Decades after Dr. Martin Luther King Jr. called for environmental justice, Michael Regan is leading the push for environmental equity.
The North Carolina Agricultural and Technical graduate has a track record of gold when it comes to championing civil rights within disenfranchised communities. He currently serves as the 16th administrator of the Environmental Protection Agency, where he recently launched a new effort to combat carbon emissions by replacing traditional yellow school buses with electric vehicles on Jan. 8.
“When we take these dirty diesel school buses off the road and replace them with electric or low carbon school buses, we are reducing the toxic exposure of those diesel fumes that all of our children are breathing and smelling every day to and from school,” Regan told the AFRO. “The teachers that have to do bus duty, they’re exposed to those toxins and so are our bus drivers”
The climate footprint of a diesel school bus is about 3.3 pounds of carbon dioxide equivalent per mile, more than double the per-mile footprint for a bus powered on the average U.S. electric grid, according to the federally funded Argonne National Laboratory.

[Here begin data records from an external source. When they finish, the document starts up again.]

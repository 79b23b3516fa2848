//! URL validation for SSRF protection.
//!
//! Matching is purely textual on the URL's host: nothing here touches the
//! network or resolves DNS. A public-looking name whose DNS record points
//! at a private address passes validation; that gap is accepted and covered
//! by a test that pins the current behaviour.

use ipnet::IpNet;
use std::collections::HashSet;
use std::net::IpAddr;
use url::{Host, Url};

use crate::error::{ValidationError, ValidationResult};

/// Schemes refused with a scheme-specific message.
const BLOCKED_SCHEMES: [&str; 4] = ["file", "ftp", "data", "javascript"];

const ALLOWED_SCHEMES: [&str; 2] = ["http", "https"];

/// Dotted prefixes of private IPv4 space, matched against host names that
/// the URL parser did not recognise as IP literals.
const PRIVATE_NAME_PREFIXES: [&str; 5] = ["127.", "10.", "192.168.", "0.", "169.254."];

/// URL validator for SSRF protection.
///
/// Rejects:
/// - non-HTTP(S) schemes (`file`, `ftp`, `data`, `javascript` with their own message)
/// - `localhost` and cloud metadata host names
/// - loopback, private, unspecified and link-local IP literals, v4 and v6
///   (including IPv4-mapped IPv6 forms)
/// - host names that textually start like a private IPv4 address
#[derive(Debug, Clone)]
pub struct UrlValidator {
    blocked_hosts: HashSet<String>,
    blocked_cidrs: Vec<IpNet>,
    allowed_hosts: HashSet<String>,
}

impl Default for UrlValidator {
    fn default() -> Self {
        Self::new()
    }
}

impl UrlValidator {
    /// Create a validator with the default block lists.
    pub fn new() -> Self {
        let blocked_cidrs = [
            "127.0.0.0/8",
            "10.0.0.0/8",
            "172.16.0.0/12",
            "192.168.0.0/16",
            "0.0.0.0/8",
            "169.254.0.0/16", // Link-local / cloud metadata
            "::1/128",
            "::/128",
            "fc00::/7",  // Unique local
            "fe80::/10", // Link-local
        ]
        .into_iter()
        .filter_map(|cidr| cidr.parse().ok())
        .collect();

        Self {
            blocked_hosts: ["localhost", "metadata.google.internal"]
                .into_iter()
                .map(String::from)
                .collect(),
            blocked_cidrs,
            allowed_hosts: HashSet::new(),
        }
    }

    /// Add an allowed host (bypasses the host checks, not the scheme checks).
    pub fn allow_host(mut self, host: impl Into<String>) -> Self {
        self.allowed_hosts.insert(host.into().to_ascii_lowercase());
        self
    }

    /// Block an additional host name.
    pub fn block_host(mut self, host: impl Into<String>) -> Self {
        self.blocked_hosts.insert(host.into().to_ascii_lowercase());
        self
    }

    /// Block an additional CIDR range.
    pub fn block_cidr(mut self, cidr: IpNet) -> Self {
        self.blocked_cidrs.push(cidr);
        self
    }

    /// Parse and validate a URL string.
    pub fn validate(&self, input: &str) -> ValidationResult<Url> {
        let url = Url::parse(input).map_err(|_| ValidationError::InvalidFormat)?;
        self.validate_url(&url)?;
        Ok(url)
    }

    /// Validate an already-parsed URL (used for redirect hops).
    pub fn validate_url(&self, url: &Url) -> ValidationResult<()> {
        let scheme = url.scheme();
        if BLOCKED_SCHEMES.contains(&scheme) {
            return Err(ValidationError::BlockedScheme(scheme.to_string()));
        }
        if !ALLOWED_SCHEMES.contains(&scheme) {
            return Err(ValidationError::UnsupportedScheme(scheme.to_string()));
        }

        let host = url.host().ok_or(ValidationError::MissingHost)?;
        let host_str = url.host_str().unwrap_or_default();

        if self.allowed_hosts.contains(host_str) {
            return Ok(());
        }

        let blocked = match host {
            Host::Domain(name) => self.is_blocked_name(name),
            Host::Ipv4(ip) => self.is_blocked_ip(IpAddr::V4(ip)),
            Host::Ipv6(ip) => match ip.to_ipv4_mapped() {
                Some(v4) => self.is_blocked_ip(IpAddr::V4(v4)),
                None => self.is_blocked_ip(IpAddr::V6(ip)),
            },
        };

        if blocked {
            return Err(ValidationError::PrivateNetwork(host_str.to_string()));
        }

        Ok(())
    }

    /// Whether `input` passes validation.
    pub fn is_allowed(&self, input: &str) -> bool {
        self.validate(input).is_ok()
    }

    fn is_blocked_ip(&self, ip: IpAddr) -> bool {
        self.blocked_cidrs.iter().any(|cidr| cidr.contains(&ip))
    }

    fn is_blocked_name(&self, name: &str) -> bool {
        let name = name.to_ascii_lowercase();
        self.blocked_hosts.contains(&name)
            || PRIVATE_NAME_PREFIXES.iter().any(|p| name.starts_with(p))
            || is_private_172_prefix(&name)
    }
}

/// `172.16.` through `172.31.`
fn is_private_172_prefix(name: &str) -> bool {
    let Some(rest) = name.strip_prefix("172.") else {
        return false;
    };
    match rest.split_once('.') {
        Some((octet, _)) => matches!(octet.parse::<u8>(), Ok(16..=31)),
        None => false,
    }
}
/// Backend that spawns the CLI once per prompt.
///
/// Sessions created here but never prompted are "fresh": the first prompt
/// passes `--session-id` so the CLI creates the conversation under our id,
/// and every later prompt passes `--resume`. Resumed ids the CLI no longer
/// knows surface as a `SessionInvalid` event from the stderr watcher;
/// `load_session` itself is optimistic since the CLI offers no cheap check.
pub struct CliBackend {
    config: CliConfig,
    fresh: Mutex<HashSet<String>>,
}

impl CliBackend {
    pub fn new(config: CliConfig) -> Result<Self> {
        if config.binary.is_empty() {
            anyhow::bail!("cli backend requires a binary path");
        }
        Ok(Self {
            config,
            fresh: Mutex::new(HashSet::new()),
        })
    }

    /// Wrap this backend in a worker task and return its handle.
    pub fn into_handle(self) -> crate::handle::AgentHandle {
        crate::handle::spawn_backend(self)
    }

    /// Factory for [`crate::registry::AgentRegistry`].
    pub fn factory() -> crate::registry::BackendFactory {
        Box::new(|config| {
            let cfg: CliConfig = serde_json::from_value(config.clone())?;
            Ok(CliBackend::new(cfg)?.into_handle())
        })
    }
}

“This is a really important day for public health. We know transportation contributes significantly to the climate crisis.”
“I think one of the things that this program will show is how these buses really actually improve the quality of life within the community. And for the school, it’s a reduction in cost,” Brenda Mallory, chair of the Council on Environmental Quality expressed. “We know that the cost of maintaining school buses that are electric in particular is much less because there’s just much less to do to keep them on the road.”
The project is a grant competition and 67 applicants have already been selected to receive funds to replace 2,700 school buses in 287 school districts. One of the selected areas includes Dekalb County, Ga. where the Environmental Protection Agency made their announcement.
“This is a really important day for public health. We know transportation contributes significantly to the climate crisis. And in both instances, whether it’s a climate crisis or we think about toxic pollution, Black and Brown people are on the front lines and they’re disproportionately impacted,” Regan shared.
Their school system’s population primarily serves communities of color with 59.3 percent of students identifying as Black and 20.4 percent as Hispanic. An overwhelming majority of the awardees are projected to be within low income rural and tribal communities.
“We know that when you look at the criteria that we’ve designed, it is designed to hit those communities that have been disproportionately impacted the most and also who are prepared to use these resources to keep a competitive edge in the 21st century clean energy economy,” said Regan, a native of Goldsboro, N.C. , a small agricultural town in the coastal plain.
The program will be funded by President Biden’s Investing in America agenda, however the U.S is currently producing a record amount of oil per day under this administration. Approximately 13.2 million barrels of oil are produced domestically each day according to the U.S. Energy Information System.
The new initiative hopes to cut down on toxic emissions and adds on to the commitment to fund new transportation for students through the Clean School Bus Program’s 2022 Rebates. Applications are open to all public school districts up until the Jan. 31 deadline. Those interested in applying can find more information at epa.gov.